HP Exstream Takes Printing Business in New Direction

 
 
By Andrea Orr  |  Posted 2008-04-09 Email Print this article Print
 
 
 
 
 
 
 

To understand HP's big bet on Exstream, Exstream must be viewed, not as a printing business, but as a company that joins printing and enterprise software.

Early in 2008, just days before IBM agreed to shutter its printing business to focus more on enterprise software, Hewlett-Packard made what might have appeared to be a bold step in the other direction. It bought Exstream Software, a fast-growing printing business based in Lexington, Kentucky.

HP kept the lid on the price it paid for Exstream, but it was estimated to be close to $1 billion based on a deal just six months prior, in which the private equity firm American Capital Strategies bought a 60 percent stake in Exstream for $548 million.

HP's willingness to stake so much on Exstream can be best understood by viewing Exstream not so much as a printing business, as a company that exists at the intersection of printing and enterprise software, two sweet spots for HP that will now become more closely joined to create new business opportunities in the future.

Exstream specializes in software to print and personalize a range of mass-produced business documents like brochures and financial reports for enterprise customers including banks and insurance companies. Although this is not a brand-new business for HP, the company said Exstream's technology makes it easier to print large volumes of personalized documents where the basic format is the same but the contents of each individual document are different. Common uses for this sort of personalized printing include 401(k) statements and up-to-date loan applications containing the borrower's most recent credit score.
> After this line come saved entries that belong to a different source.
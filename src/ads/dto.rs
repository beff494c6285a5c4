use serde::{Deserialize, Serialize};
use time::OffsetDateTime;
use uuid::Uuid;

use crate::ads::repo_types::Ad;
use crate::ads::services::{AdPage, ListAdsParams};

#[derive(Debug, Deserialize)]
pub struct CreateAdRequest {
    pub title: String,
    #[serde(default)]
    pub description: String,
    #[serde(default)]
    pub image_url: String,
    pub price: f64,
}

#[derive(Debug, Serialize)]
pub struct AdResponse {
    pub id: Uuid,
    pub user_id: Uuid,
    pub title: String,
    pub description: String,
    pub image_url: String,
    pub price: f64,
    #[serde(with = "time::serde::rfc3339")]
    pub created_at: OffsetDateTime,
    pub is_owner: bool,
}

impl AdResponse {
    pub fn new(ad: Ad, viewer: Option<Uuid>) -> Self {
        Self {
            is_owner: viewer == Some(ad.user_id),
            id: ad.id,
            user_id: ad.user_id,
            title: ad.title,
            description: ad.description,
            image_url: ad.image_url,
            price: ad.price,
            created_at: ad.created_at,
        }
    }
}

/// Raw feed query string. Values that fail to parse fall back to defaults.
#[derive(Debug, Default, Deserialize)]
pub struct ListAdsQuery {
    pub page: Option<String>,
    pub limit: Option<String>,
    pub sort_by: Option<String>,
    pub sort_order: Option<String>,
    pub min_price: Option<String>,
    pub max_price: Option<String>,
}

fn parse_int(raw: Option<&str>) -> i64 {
    raw.and_then(|v| v.trim().parse().ok()).unwrap_or(0)
}

fn parse_price(raw: Option<&str>) -> f64 {
    raw.and_then(|v| v.trim().parse::<f64>().ok())
        .filter(|v| v.is_finite())
        .unwrap_or(0.0)
}

impl From<ListAdsQuery> for ListAdsParams {
    fn from(q: ListAdsQuery) -> Self {
        Self {
            page: parse_int(q.page.as_deref()),
            limit: parse_int(q.limit.as_deref()),
            min_price: parse_price(q.min_price.as_deref()),
            max_price: parse_price(q.max_price.as_deref()),
            sort_by: q.sort_by,
            sort_order: q.sort_order,
        }
    }
}

#[derive(Debug, Serialize)]
pub struct ListAdsResponse {
    pub ads: Vec<AdResponse>,
    pub total_count: i64,
    pub page: i64,
    pub limit: i64,
}

impl ListAdsResponse {
    pub fn new(page: AdPage, viewer: Option<Uuid>) -> Self {
        Self {
            ads: page
                .ads
                .into_iter()
                .map(|ad| AdResponse::new(ad, viewer))
                .collect(),
            total_count: page.total_count,
            page: page.page,
            limit: page.limit,
        }
    }
}
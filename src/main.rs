use classifieds::{app, state::AppState};

#[tokio::main]
async fn main() -> anyhow::Result<()> {
    dotenvy::dotenv().ok();

    let env_filter = std::env::var("RUST_LOG")
        .unwrap_or_else(|_| "classifieds=debug,axum=info,tower_http=info".to_string());
    let json_logs = std::env::var("LOG_FORMAT")
        .map(|v| v == "json")
        .unwrap_or(false);

    if json_logs {
        tracing_subscriber::fmt()
            .with_env_filter(env_filter)
            .with_target(false)
            .json()
            .init();
    } else {
        tracing_subscriber::fmt().with_env_filter(env_filter).init();
    }

    let app_state = AppState::init().await?;
    let (host, port) = (app_state.config.host.clone(), app_state.config.port);

    let app = app::build_app(app_state);
    app::serve(app, &host, port).await
}
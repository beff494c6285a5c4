use serde::{Deserialize, Serialize};
use sqlx::FromRow;
use time::OffsetDateTime;
use uuid::Uuid;

/// Ad record in the database.
#[derive(Debug, Clone, Serialize, Deserialize, FromRow)]
pub struct Ad {
    pub id: Uuid,
    pub user_id: Uuid, // author, not an ownership link
    pub title: String,
    pub description: String,
    pub image_url: String,
    pub price: f64,
    #[serde(with = "time::serde::rfc3339")]
    pub created_at: OffsetDateTime,
}
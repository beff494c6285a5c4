use axum::{
    extract::{Path, Query, State},
    http::StatusCode,
    routing::get,
    Json, Router,
};
use tracing::instrument;
use uuid::Uuid;

use crate::{
    ads::{
        dto::{AdResponse, CreateAdRequest, ListAdsQuery, ListAdsResponse},
        services::NewAd,
    },
    auth::extractors::{AuthUser, MaybeAuthUser},
    error::AppError,
    state::AppState,
};

pub fn ads_routes() -> Router<AppState> {
    Router::new()
        .route("/ads", get(list_ads).post(create_ad))
        .route("/ads/:id", get(get_ad))
}

#[instrument(skip(state, body))]
pub async fn create_ad(
    State(state): State<AppState>,
    AuthUser(user_id): AuthUser,
    Json(body): Json<CreateAdRequest>,
) -> Result<(StatusCode, Json<AdResponse>), AppError> {
    let ad = state
        .ads
        .create_ad(
            user_id,
            NewAd {
                title: &body.title,
                description: &body.description,
                image_url: &body.image_url,
                price: body.price,
            },
        )
        .await?;
    Ok((StatusCode::CREATED, Json(AdResponse::new(ad, Some(user_id)))))
}

#[instrument(skip(state))]
pub async fn list_ads(
    State(state): State<AppState>,
    MaybeAuthUser(viewer): MaybeAuthUser,
    Query(q): Query<ListAdsQuery>,
) -> Result<Json<ListAdsResponse>, AppError> {
    let page = state.ads.list_ads(q.into()).await?;
    Ok(Json(ListAdsResponse::new(page, viewer)))
}

#[instrument(skip(state))]
pub async fn get_ad(
    State(state): State<AppState>,
    MaybeAuthUser(viewer): MaybeAuthUser,
    Path(id): Path<Uuid>,
) -> Result<Json<AdResponse>, AppError> {
    let ad = state.ads.get_ad(id).await?;
    Ok(Json(AdResponse::new(ad, viewer)))
}
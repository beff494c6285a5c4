use std::net::SocketAddr;

use axum::{routing::get, Router};
use tower_http::{cors::CorsLayer, trace::TraceLayer};

use crate::state::AppState;
use crate::{ads, auth};

pub fn build_app(state: AppState) -> Router {
    Router::new()
        .nest(
            "/api/v1",
            Router::new()
                .merge(auth::router())
                .merge(ads::router())
                .route("/health", get(|| async { "ok" })),
        )
        .with_state(state)
        .layer(CorsLayer::permissive())
        .layer(
            TraceLayer::new_for_http()
                .make_span_with(|req: &axum::http::Request<_>| {
                    let method = req.method().clone();
                    let uri = req.uri().clone();
                    tracing::info_span!(
                        "http_request",
                        %method,
                        uri = %uri,
                        status = tracing::field::Empty
                    )
                })
                .on_response(
                    |res: &axum::http::Response<_>,
                     latency: std::time::Duration,
                     span: &tracing::Span| {
                        let status = res.status();
                        span.record("status", tracing::field::display(status));
                        if status.is_server_error() {
                            tracing::error!(%status, ?latency, "response");
                        } else {
                            tracing::info!(%status, ?latency, "response");
                        }
                    },
                ),
        )
}

pub async fn serve(app: Router, host: &str, port: u16) -> anyhow::Result<()> {
    let addr: SocketAddr = format!("{}:{}", host, port).parse()?;

    tracing::info!("listening on {}", addr);
    let listener = tokio::net::TcpListener::bind(addr).await?;
    axum::serve(listener, app).await?;
    Ok(())
}
use argon2::{
    password_hash::{PasswordHash, PasswordHasher, PasswordVerifier, SaltString},
    Algorithm, Argon2, Params, Version,
};
use rand::rngs::OsRng;
use tracing::error;

/// Argon2id memory cost in KiB.
const MEMORY_COST_KIB: u32 = 19 * 1024;
/// Argon2id iteration count.
const ITERATIONS: u32 = 2;
const LANES: u32 = 1;

fn hasher() -> anyhow::Result<Argon2<'static>> {
    let params = Params::new(MEMORY_COST_KIB, ITERATIONS, LANES, None).map_err(|e| {
        error!(error = %e, "argon2 params error");
        anyhow::anyhow!(e.to_string())
    })?;
    Ok(Argon2::new(Algorithm::Argon2id, Version::V0x13, params))
}

/// Hash a password with a fresh random salt. The result is a PHC string.
pub fn hash_password(plain: &str) -> anyhow::Result<String> {
    let salt = SaltString::generate(&mut OsRng);
    let hash = hasher()?
        .hash_password(plain.as_bytes(), &salt)
        .map_err(|e| {
            error!(error = %e, "argon2 hash_password error");
            anyhow::anyhow!(e.to_string())
        })?
        .to_string();
    Ok(hash)
}

/// Check a password against a stored PHC string. A digest that does not parse never matches.
pub fn verify_password(plain: &str, hash: &str) -> bool {
    let parsed = match PasswordHash::new(hash) {
        Ok(p) => p,
        Err(e) => {
            error!(error = %e, "argon2 parse hash error");
            return false;
        }
    };
    match hasher() {
        Ok(argon2) => argon2.verify_password(plain.as_bytes(), &parsed).is_ok(),
        Err(_) => false,
    }
}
HP, which is already the market leader in so many traditional printing businesses like inkjet printers, said the acquisition of Exstream should make it the market leader in this emerging area of personalized printing known as VDP (Variable Data Publishing ).

In that sense, HP is really just extending its push into the high-margin enterprise software space, in much the same way as IBM, while capitalizing on its longstanding strength in printing and imaging. Unlike IBM, which neglected its printing business so much that when it finally decided to exit, it fetched only $725 million for the printing division, HP has long regarded printing as a key area of innovation and has steadily invested in it.